Public access to a reviewer’s entries in the Workbook that led to her published review would help readers gain deeper insight into an app and perhaps assist them in making their own assessments of both the review and of the app itself. A clinician who takes a deep dive into a reviewer’s Workbook entries about an app or who opens a new IMART Reviewer’s Workbook and composes his own review is likely to understand the app better and to become able to use the app more effectively with his patients.

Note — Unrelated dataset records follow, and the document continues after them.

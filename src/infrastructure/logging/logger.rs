use anyhow::Result;
use std::io;
use tracing::Level;
use tracing_appender::non_blocking::WorkerGuard;
use tracing_appender::rolling;
use tracing_subscriber::layer::SubscriberExt;
use tracing_subscriber::util::SubscriberInitExt;
use tracing_subscriber::{EnvFilter, Layer};

use crate::domain::models::{LogConfig, LogFormat, RotationPolicy};

const LOG_FILE_PREFIX: &str = "brainstem.log";

/// Logger implementation using tracing
pub struct LoggerImpl {
    _guard: Option<WorkerGuard>,
}

impl LoggerImpl {
    /// Install the global subscriber described by `config`.
    ///
    /// Terminal output goes to stderr so that command output on stdout stays
    /// machine-readable. `RUST_LOG` directives refine the configured level.
    ///
    /// # Errors
    /// Returns an error for an unknown level or when a global subscriber is
    /// already installed.
    pub fn init(config: &LogConfig) -> Result<Self> {
        let default_level = parse_log_level(&config.level)?;
        let env_filter = || {
            EnvFilter::builder()
                .with_default_directive(default_level.into())
                .from_env_lossy()
        };

        let stdout_layer = config.enable_stdout.then(|| match config.format {
            LogFormat::Json => tracing_subscriber::fmt::layer()
                .json()
                .with_writer(io::stderr)
                .with_current_span(true)
                .with_target(true)
                .with_filter(env_filter())
                .boxed(),
            LogFormat::Pretty => tracing_subscriber::fmt::layer()
                .with_writer(io::stderr)
                .with_target(false)
                .compact()
                .with_filter(env_filter())
                .boxed(),
        });

        let (file_layer, guard) = match &config.log_dir {
            Some(log_dir) => {
                let file_appender = match config.rotation {
                    RotationPolicy::Daily => rolling::daily(log_dir, LOG_FILE_PREFIX),
                    RotationPolicy::Hourly => rolling::hourly(log_dir, LOG_FILE_PREFIX),
                    RotationPolicy::Never => rolling::never(log_dir, LOG_FILE_PREFIX),
                };
                let (non_blocking_file, guard) = tracing_appender::non_blocking(file_appender);

                // File output is always JSON
                let layer = tracing_subscriber::fmt::layer()
                    .json()
                    .with_writer(non_blocking_file)
                    .with_ansi(false)
                    .with_current_span(true)
                    .with_span_list(true)
                    .with_target(true)
                    .with_file(true)
                    .with_line_number(true)
                    .with_filter(env_filter())
                    .boxed();
                (Some(layer), Some(guard))
            }
            None => (None, None),
        };

        tracing_subscriber::registry()
            .with(stdout_layer)
            .with(file_layer)
            .try_init()?;

        tracing::debug!(
            level = %config.level,
            format = ?config.format,
            file_output = config.log_dir.is_some(),
            "logger initialized"
        );

        Ok(Self { _guard: guard })
    }
}

/// Parse log level string to Level
fn parse_log_level(level: &str) -> Result<Level> {
    match level.to_lowercase().as_str() {
        "trace" => Ok(Level::TRACE),
        "debug" => Ok(Level::DEBUG),
        "info" => Ok(Level::INFO),
        "warn" => Ok(Level::WARN),
        "error" => Ok(Level::ERROR),
        _ => anyhow::bail!("Invalid log level: {level}"),
    }
}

IMART will be available to anyone who provides verifiable personal identification. Such registered users could develop their own reviews restricted to personal viewing. Reviews by specifically qualified experts will be considered by moderators for being made public in the Digital Health Review Library. All registered visitors could append user comments to those reviews and to Digital Health Encyclopedia articles. Accumulated testimonials by clinicians would amount to post-marketing experience and would add to an app’s evidence basis. Such information could help third party payers decide about adding an app to their formulary in connection with pre-authorization of reimbursement for a clinician’s inclusion of the app in a course of treatment [86].

The IMART framework flexibly accommodates reviews of various kinds of mobile health app and other digital health and welfare products, including those direct-to-consumer products intended for use without professional guidance and reviews of such resources as those designed for access via desktop computers and those that operate independently to monitor and report on symptoms, behaviors and physiological values.

The IMART system is under active development and the authors welcome comment and collaboration from the professional health care, computer science and scientific communities.

GLOSSARY

App — mobile application, computer program running on a portable device such as a smartphone or pad.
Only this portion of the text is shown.